- THE DATA:
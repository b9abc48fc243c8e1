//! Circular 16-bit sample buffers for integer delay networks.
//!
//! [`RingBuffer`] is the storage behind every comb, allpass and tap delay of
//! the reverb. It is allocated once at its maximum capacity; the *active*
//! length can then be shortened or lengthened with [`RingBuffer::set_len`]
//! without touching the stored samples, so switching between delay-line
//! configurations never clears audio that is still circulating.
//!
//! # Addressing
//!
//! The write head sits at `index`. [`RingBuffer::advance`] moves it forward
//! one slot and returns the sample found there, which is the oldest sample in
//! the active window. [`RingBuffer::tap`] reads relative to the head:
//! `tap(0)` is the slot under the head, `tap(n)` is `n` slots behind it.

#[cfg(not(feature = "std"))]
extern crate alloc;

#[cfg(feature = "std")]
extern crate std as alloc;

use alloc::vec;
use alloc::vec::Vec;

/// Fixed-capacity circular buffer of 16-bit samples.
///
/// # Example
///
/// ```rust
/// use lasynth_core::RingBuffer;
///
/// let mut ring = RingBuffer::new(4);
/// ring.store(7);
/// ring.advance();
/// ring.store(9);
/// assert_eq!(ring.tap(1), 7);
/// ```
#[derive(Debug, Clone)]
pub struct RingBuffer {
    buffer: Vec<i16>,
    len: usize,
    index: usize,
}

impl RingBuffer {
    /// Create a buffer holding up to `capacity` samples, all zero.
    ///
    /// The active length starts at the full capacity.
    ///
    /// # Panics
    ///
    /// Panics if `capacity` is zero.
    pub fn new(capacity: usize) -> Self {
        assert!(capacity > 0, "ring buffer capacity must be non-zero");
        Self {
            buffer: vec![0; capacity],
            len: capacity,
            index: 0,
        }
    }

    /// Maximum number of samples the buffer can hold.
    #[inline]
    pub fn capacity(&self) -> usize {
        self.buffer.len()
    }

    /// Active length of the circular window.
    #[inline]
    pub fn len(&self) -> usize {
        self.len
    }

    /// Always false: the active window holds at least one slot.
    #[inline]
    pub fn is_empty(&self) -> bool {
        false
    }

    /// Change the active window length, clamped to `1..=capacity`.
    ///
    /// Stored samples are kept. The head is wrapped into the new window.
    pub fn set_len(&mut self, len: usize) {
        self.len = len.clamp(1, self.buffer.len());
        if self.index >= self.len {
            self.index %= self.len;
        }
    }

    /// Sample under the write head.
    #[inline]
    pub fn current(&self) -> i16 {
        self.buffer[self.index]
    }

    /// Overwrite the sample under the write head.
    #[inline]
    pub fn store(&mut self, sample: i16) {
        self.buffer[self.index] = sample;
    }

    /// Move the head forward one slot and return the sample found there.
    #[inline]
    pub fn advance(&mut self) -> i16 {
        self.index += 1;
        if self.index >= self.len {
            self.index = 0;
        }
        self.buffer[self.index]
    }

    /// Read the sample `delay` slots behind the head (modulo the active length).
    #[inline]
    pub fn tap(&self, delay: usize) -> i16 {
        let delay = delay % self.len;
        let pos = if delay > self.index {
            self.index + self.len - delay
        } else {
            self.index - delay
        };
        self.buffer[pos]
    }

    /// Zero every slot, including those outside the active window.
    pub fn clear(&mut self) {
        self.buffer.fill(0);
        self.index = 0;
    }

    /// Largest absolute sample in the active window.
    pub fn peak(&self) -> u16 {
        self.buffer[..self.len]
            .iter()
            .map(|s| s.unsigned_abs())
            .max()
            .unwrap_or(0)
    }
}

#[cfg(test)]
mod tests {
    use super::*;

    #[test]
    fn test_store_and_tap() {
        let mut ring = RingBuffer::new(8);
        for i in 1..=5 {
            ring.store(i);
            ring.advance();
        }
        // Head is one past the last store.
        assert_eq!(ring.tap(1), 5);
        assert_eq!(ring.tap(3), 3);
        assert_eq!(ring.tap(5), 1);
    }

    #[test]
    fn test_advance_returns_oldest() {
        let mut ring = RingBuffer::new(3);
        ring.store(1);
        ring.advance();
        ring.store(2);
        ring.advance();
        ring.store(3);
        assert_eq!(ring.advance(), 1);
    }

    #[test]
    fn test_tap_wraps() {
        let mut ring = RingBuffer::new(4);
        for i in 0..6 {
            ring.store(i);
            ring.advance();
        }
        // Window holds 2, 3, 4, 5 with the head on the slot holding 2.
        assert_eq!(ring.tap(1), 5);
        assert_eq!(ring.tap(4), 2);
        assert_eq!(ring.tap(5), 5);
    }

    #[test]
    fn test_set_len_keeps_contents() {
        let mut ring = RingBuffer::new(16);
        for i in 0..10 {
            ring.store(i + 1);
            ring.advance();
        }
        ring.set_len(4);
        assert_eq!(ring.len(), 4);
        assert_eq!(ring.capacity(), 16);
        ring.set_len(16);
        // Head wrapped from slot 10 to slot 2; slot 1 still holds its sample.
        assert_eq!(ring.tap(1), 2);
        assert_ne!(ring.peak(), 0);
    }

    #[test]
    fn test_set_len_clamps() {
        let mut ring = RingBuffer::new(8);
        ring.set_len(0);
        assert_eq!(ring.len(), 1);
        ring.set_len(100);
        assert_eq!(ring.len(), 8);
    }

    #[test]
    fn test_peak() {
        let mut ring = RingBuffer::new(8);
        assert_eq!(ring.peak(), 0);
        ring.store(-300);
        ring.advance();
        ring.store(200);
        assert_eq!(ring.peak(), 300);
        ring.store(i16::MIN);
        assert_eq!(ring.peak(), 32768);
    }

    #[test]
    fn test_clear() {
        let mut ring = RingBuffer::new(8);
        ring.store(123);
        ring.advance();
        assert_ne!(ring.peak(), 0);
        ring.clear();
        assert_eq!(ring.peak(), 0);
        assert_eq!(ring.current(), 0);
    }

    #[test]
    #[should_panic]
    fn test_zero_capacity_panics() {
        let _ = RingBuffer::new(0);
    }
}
--
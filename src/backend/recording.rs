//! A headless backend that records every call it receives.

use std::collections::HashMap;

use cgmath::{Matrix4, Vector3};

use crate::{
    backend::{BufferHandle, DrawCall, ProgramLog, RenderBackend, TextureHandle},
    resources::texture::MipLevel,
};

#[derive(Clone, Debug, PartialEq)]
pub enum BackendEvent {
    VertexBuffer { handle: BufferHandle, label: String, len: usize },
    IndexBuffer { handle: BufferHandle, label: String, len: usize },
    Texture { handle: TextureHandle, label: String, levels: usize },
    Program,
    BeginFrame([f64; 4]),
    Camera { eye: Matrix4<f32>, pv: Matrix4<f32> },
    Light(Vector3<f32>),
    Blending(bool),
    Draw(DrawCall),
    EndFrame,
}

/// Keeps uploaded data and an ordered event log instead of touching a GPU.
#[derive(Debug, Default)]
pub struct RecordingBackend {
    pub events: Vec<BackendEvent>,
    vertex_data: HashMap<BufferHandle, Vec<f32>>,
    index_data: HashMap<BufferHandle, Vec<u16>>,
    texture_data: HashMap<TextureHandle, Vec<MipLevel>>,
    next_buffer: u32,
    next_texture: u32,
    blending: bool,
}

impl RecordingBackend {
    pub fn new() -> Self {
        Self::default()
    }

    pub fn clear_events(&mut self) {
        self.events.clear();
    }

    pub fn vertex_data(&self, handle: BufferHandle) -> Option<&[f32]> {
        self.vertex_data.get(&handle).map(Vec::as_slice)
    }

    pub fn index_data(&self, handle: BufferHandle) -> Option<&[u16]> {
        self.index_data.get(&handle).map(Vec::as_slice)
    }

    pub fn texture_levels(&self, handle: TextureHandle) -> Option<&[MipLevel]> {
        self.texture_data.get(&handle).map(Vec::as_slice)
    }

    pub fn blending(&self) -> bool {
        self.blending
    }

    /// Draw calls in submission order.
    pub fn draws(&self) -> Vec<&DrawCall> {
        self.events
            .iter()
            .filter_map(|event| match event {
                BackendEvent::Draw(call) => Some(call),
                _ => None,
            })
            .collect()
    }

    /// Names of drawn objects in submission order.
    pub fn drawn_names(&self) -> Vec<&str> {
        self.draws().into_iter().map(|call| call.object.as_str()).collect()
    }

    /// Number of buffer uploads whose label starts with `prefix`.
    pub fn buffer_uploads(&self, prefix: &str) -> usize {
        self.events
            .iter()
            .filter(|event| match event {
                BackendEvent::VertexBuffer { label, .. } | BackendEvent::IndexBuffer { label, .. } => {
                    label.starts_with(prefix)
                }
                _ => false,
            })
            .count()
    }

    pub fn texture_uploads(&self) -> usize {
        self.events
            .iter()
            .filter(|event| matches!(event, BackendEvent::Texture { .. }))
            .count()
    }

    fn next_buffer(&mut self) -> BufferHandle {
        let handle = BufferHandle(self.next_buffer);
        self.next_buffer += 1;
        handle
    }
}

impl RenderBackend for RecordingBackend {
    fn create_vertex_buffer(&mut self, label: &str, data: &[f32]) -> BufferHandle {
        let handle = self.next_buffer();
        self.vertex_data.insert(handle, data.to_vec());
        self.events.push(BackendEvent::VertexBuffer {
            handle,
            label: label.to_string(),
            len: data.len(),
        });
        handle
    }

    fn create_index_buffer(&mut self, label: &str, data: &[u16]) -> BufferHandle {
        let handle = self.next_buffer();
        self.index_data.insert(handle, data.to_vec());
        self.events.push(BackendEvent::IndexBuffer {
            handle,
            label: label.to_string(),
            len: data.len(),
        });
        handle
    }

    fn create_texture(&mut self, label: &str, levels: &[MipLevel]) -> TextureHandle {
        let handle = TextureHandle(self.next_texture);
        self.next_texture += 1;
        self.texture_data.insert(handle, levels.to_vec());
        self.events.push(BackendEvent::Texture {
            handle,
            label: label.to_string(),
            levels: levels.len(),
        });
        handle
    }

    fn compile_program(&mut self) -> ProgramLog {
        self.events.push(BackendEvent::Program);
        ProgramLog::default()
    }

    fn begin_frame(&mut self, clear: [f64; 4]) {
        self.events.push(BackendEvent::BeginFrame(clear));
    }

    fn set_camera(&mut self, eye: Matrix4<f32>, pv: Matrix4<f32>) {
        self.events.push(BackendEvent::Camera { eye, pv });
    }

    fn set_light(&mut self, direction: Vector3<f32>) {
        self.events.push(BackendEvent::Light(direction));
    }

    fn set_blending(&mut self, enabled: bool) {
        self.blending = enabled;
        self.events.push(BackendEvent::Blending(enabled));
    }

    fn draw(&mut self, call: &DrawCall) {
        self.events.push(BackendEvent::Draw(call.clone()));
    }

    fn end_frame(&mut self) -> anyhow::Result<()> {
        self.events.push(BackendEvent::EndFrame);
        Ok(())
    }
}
...
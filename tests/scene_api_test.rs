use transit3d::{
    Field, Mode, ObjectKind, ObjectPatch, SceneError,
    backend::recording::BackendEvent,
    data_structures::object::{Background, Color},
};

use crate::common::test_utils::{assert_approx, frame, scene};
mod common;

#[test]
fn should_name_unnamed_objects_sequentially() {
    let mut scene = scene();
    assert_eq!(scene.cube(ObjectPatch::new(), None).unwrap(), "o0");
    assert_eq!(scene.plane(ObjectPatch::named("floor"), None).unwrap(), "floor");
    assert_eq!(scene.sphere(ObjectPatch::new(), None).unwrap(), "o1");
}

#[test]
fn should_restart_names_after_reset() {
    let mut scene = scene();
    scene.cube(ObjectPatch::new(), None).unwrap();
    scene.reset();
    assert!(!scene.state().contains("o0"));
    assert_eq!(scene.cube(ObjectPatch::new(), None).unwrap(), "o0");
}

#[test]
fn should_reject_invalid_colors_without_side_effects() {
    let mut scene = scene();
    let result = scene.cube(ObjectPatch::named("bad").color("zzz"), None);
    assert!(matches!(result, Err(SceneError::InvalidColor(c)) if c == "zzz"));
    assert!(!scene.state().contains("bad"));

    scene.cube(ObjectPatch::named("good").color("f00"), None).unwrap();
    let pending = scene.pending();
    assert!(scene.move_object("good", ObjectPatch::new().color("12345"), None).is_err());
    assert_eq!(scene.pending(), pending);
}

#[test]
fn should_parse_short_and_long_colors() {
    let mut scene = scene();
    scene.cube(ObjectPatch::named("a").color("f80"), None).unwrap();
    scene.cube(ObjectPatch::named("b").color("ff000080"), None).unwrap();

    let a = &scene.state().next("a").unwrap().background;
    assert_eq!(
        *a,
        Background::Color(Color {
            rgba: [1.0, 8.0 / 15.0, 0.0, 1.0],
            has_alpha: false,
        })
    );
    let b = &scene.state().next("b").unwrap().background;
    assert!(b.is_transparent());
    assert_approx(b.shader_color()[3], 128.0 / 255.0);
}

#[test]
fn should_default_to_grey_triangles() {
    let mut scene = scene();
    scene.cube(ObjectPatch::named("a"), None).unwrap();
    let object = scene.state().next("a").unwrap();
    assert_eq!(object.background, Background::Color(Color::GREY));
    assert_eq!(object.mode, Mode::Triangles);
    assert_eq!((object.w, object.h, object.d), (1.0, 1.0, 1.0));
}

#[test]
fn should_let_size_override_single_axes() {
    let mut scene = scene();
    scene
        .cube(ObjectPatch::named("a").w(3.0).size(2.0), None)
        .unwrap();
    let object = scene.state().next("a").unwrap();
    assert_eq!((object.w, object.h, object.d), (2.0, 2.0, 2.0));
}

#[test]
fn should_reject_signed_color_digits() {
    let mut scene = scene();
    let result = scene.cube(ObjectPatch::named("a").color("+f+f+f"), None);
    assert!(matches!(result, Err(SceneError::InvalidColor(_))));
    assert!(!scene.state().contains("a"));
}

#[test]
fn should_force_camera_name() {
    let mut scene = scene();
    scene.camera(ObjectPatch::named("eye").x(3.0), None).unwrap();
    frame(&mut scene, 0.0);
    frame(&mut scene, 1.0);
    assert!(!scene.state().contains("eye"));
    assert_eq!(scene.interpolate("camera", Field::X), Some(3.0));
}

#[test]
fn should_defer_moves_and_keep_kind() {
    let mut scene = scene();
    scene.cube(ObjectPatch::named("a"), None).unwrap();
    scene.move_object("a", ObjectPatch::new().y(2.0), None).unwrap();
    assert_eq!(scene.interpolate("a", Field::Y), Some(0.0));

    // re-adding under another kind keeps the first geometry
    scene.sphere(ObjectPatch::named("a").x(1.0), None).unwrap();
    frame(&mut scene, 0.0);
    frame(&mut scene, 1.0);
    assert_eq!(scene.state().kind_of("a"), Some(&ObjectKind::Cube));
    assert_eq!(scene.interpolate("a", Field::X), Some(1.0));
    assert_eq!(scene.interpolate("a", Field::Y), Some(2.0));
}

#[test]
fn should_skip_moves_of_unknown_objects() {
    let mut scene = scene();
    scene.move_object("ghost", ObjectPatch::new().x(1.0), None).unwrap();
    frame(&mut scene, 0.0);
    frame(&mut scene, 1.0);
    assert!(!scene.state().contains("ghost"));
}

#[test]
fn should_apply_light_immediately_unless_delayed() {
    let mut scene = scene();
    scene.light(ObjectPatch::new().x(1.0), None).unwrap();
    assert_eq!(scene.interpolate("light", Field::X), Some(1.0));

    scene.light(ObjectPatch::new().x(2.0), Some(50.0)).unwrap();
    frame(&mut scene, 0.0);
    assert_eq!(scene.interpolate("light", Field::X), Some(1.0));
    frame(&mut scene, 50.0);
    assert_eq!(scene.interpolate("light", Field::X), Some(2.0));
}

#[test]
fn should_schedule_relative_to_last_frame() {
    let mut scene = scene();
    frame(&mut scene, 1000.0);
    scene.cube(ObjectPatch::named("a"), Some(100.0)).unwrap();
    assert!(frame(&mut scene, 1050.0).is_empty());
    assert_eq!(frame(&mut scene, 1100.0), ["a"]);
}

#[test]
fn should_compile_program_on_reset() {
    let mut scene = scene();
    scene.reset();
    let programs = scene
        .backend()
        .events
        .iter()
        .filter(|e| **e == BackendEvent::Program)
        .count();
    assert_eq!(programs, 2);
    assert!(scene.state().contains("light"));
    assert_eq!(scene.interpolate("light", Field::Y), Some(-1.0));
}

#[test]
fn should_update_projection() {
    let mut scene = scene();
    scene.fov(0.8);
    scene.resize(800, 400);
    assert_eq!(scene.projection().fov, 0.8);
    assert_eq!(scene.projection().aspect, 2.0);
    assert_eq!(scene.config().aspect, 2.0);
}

- TASK DETAILS:
The answer is the run of lines above from the line containing "repository b9abc48fc243c8e1" through the line containing "length can then", copied exactly and alone.

- OUTPUT BELOW:
repository b9abc48fc243c8e1
//! Circular 16-bit sample buffers for integer delay networks.
//!
//! [`RingBuffer`] is the storage behind every comb, allpass and tap delay of
//! the reverb. It is allocated once at its maximum capacity; the *active*
//! length can then be shortened or lengthened with [`RingBuffer::set_len`]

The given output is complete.